* _INSTRUCTIONS FOR THE TASK_:
Every record below must come back exactly as given.
== DATA FOR THIS TASK ==
//! Sandbox image build context
//!
//! The Dockerfile is compiled into the binary. The running executable is
//! copied next to it so the image carries the in-sandbox firewall entry point.

use crate::error::Result;
use std::path::{Path, PathBuf};
use tempfile::TempDir;
use tracing::debug;

/// Embedded Dockerfile
pub const DOCKERFILE: &str = include_str!("../assets/Dockerfile");

/// Name of the executable inside the build context
pub const BINARY_NAME: &str = "agentbox";

/// Path of the firewall entry point inside the image
pub const SANDBOX_BINARY_PATH: &str = "/usr/local/bin/agentbox";

/// A temporary build context, removed on drop
pub struct BuildContext {
    dir: TempDir,
}

impl BuildContext {
    /// Write the Dockerfile and a copy of `binary` into a fresh temp directory
    pub fn prepare(binary: &Path) -> Result<Self> {
        let dir = tempfile::Builder::new().prefix("agentbox-build-").tempdir()?;
        std::fs::write(dir.path().join("Dockerfile"), DOCKERFILE)?;
        std::fs::copy(binary, dir.path().join(BINARY_NAME))?;

        debug!("Prepared build context in {}", dir.path().display());
        Ok(Self { dir })
    }

    /// Build context for the currently running executable
    pub fn for_current_exe() -> Result<Self> {
        Self::prepare(&std::env::current_exe()?)
    }

    /// Context directory
    pub fn path(&self) -> &Path {
        self.dir.path()
    }

    /// Files placed in the context
    pub fn files(&self) -> Vec<PathBuf> {
        vec![self.path().join("Dockerfile"), self.path().join(BINARY_NAME)]
    }
}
===
* _OUTPUT BELOW_:
//! Sandbox image build context
//!
//! The Dockerfile is compiled into the binary. The running executable is
//! copied next to it so the image carries the in-sandbox firewall entry point.

use crate::error::Result;
use std::path::{Path, PathBuf};
use tempfile::TempDir;
use tracing::debug;

/// Embedded Dockerfile
pub const DOCKERFILE: &str = include_str!("../assets/Dockerfile");

/// Name of the executable inside the build context
pub const BINARY_NAME: &str = "agentbox";

/// Path of the firewall entry point inside the image
pub const SANDBOX_BINARY_PATH: &str = "/usr/local/bin/agentbox";

/// A temporary build context, removed on drop
pub struct BuildContext {
    dir: TempDir,
}

impl BuildContext {
    /// Write the Dockerfile and a copy of `binary` into a fresh temp directory
    pub fn prepare(binary: &Path) -> Result<Self> {
        let dir = tempfile::Builder::new().prefix("agentbox-build-").tempdir()?;
        std::fs::write(dir.path().join("Dockerfile"), DOCKERFILE)?;
        std::fs::copy(binary, dir.path().join(BINARY_NAME))?;

        debug!("Prepared build context in {}", dir.path().display());
        Ok(Self { dir })
    }

    /// Build context for the currently running executable
    pub fn for_current_exe() -> Result<Self> {
        Self::prepare(&std::env::current_exe()?)
    }

    /// Context directory
    pub fn path(&self) -> &Path {
        self.dir.path()
    }

    /// Files placed in the context
    pub fn files(&self) -> Vec<PathBuf> {
        vec![self.path().join("Dockerfile"), self.path().join(BINARY_NAME)]
    }
}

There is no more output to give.